DEAR JOAN: This morning as I drove up to Valle Verde Elementary School in Walnut Creek, a band of about six small turkeys ran across the street in front of me. They were black with a red streak of something below their beaks.
But a closer look seemed to indicate they were not turkeys as they had short feet and necks, like that of a bird. They seemed more like crows but they were huge, about the size of a big chicken or a small turkey. They weren't vultures, I'm sure of that.
They flew up onto a rooftop and perched there. Mothers, waiting with their children to enter school, had never seen these birds before and were a little concerned for their children in the event the birds decided to fly down to the schoolyard about 300 feet away.
Any idea what we saw?
DEAR DON: I'm going to guess that you saw a flock of guinea fowl. These birds do resemble small wild turkeys. They typically are dark gray or black, and have dense white spots on their feathers, which might not have been perceptible at a distance. They do have red wattles -- the "red streak of something" you saw.
As far as I know, guineas are not as common in the wilds of suburbia as turkeys, so I'm going to further guess that someone's flock went for a walkabout.

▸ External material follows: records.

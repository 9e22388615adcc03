//! Index schema migration registry and executor.
//!
//! # Responsibility
//! - Register schema migrations in strictly increasing order.
//! - Apply pending migrations atomically.
//!
//! # Invariants
//! - `version` values remain monotonic.
//! - The applied version is mirrored to `PRAGMA user_version`.

use crate::db::{DbError, DbResult};
use rusqlite::Connection;

#[derive(Debug, Clone, Copy)]
struct Migration {
    version: u32,
    sql: &'static str,
}

const MIGRATIONS: &[Migration] = &[Migration {
    version: 1,
    sql: include_str!("0001_init.sql"),
}];

/// Returns the latest migration version known by this binary.
pub fn latest_version() -> u32 {
    MIGRATIONS.last().map_or(0, |migration| migration.version)
}

/// Applies all pending migrations on the provided connection.
pub fn apply_migrations(conn: &mut Connection) -> DbResult<()> {
    let current_version = current_user_version(conn)?;
    let latest = latest_version();

    if current_version > latest {
        return Err(DbError::UnsupportedSchemaVersion {
            db_version: current_version,
            latest_supported: latest,
        });
    }

    if current_version == latest {
        return Ok(());
    }

    let tx = conn.transaction()?;
    for migration in MIGRATIONS {
        if migration.version <= current_version {
            continue;
        }

        tx.execute_batch(migration.sql)?;
        tx.execute_batch(&format!("PRAGMA user_version = {};", migration.version))?;
    }
    tx.commit()?;

    Ok(())
}

fn current_user_version(conn: &Connection) -> DbResult<u32> {
    let version = conn.query_row("PRAGMA user_version;", [], |row| row.get::<_, u32>(0))?;
    Ok(version)
}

The guineas are particularly skittish and fast. My mother used to tell us that when she would tire of entertaining her younger cousins, she would make up a game that involved trying to catch a guinea. The cousins never could, but, oh, they would try. It's doubtful the shy birds would have ventured down among the schoolchildren, but if they had, they would have posed no threat.
The birds are native to Africa, but there are breeders who raise and sell the birds and their eggs. They can, of course, live in the wild, so if five years from now people start writing me about a guinea fowl invasion, we will at least know where the first flock originated.
DEAR JOAN: I live in the Santa Cruz Mountains in Summit Woods, and in December I put in an area of sod approximately 10 feet by 15 feet. Within a couple of weeks some creatures started coming every night and rolling up the sod to get to the dirt underneath.
I have tried everything I can think of -- cayenne, store-bought spray and even a motion detector sprinkler. Nothing works and every morning I roll it down and every night they come back.
DEAR KATHY: Either you have an insane landscape architect tormenting you, or you have raccoons. I can't speak to the actions of a mad gardener, but rolling turf is classic raccoon behavior.
They roll up your sod in search of grubs underneath. The best way of dealing with the raccoons is to deal with the grubs. I recommend the environmentally sound method of beneficial nematodes.
Nematodes are tiny, microscopic creatures that, once unleashed on your lawn, burrow into the soil and seek out grubs. The nematodes are perfectly safe to use on your lawn and around children and pets. They are single-minded in their pursuit of grubs.
It does take a while for the nematodes to work and for the raccoons to learn the lunch counter has closed, but in the long run they are the best solution.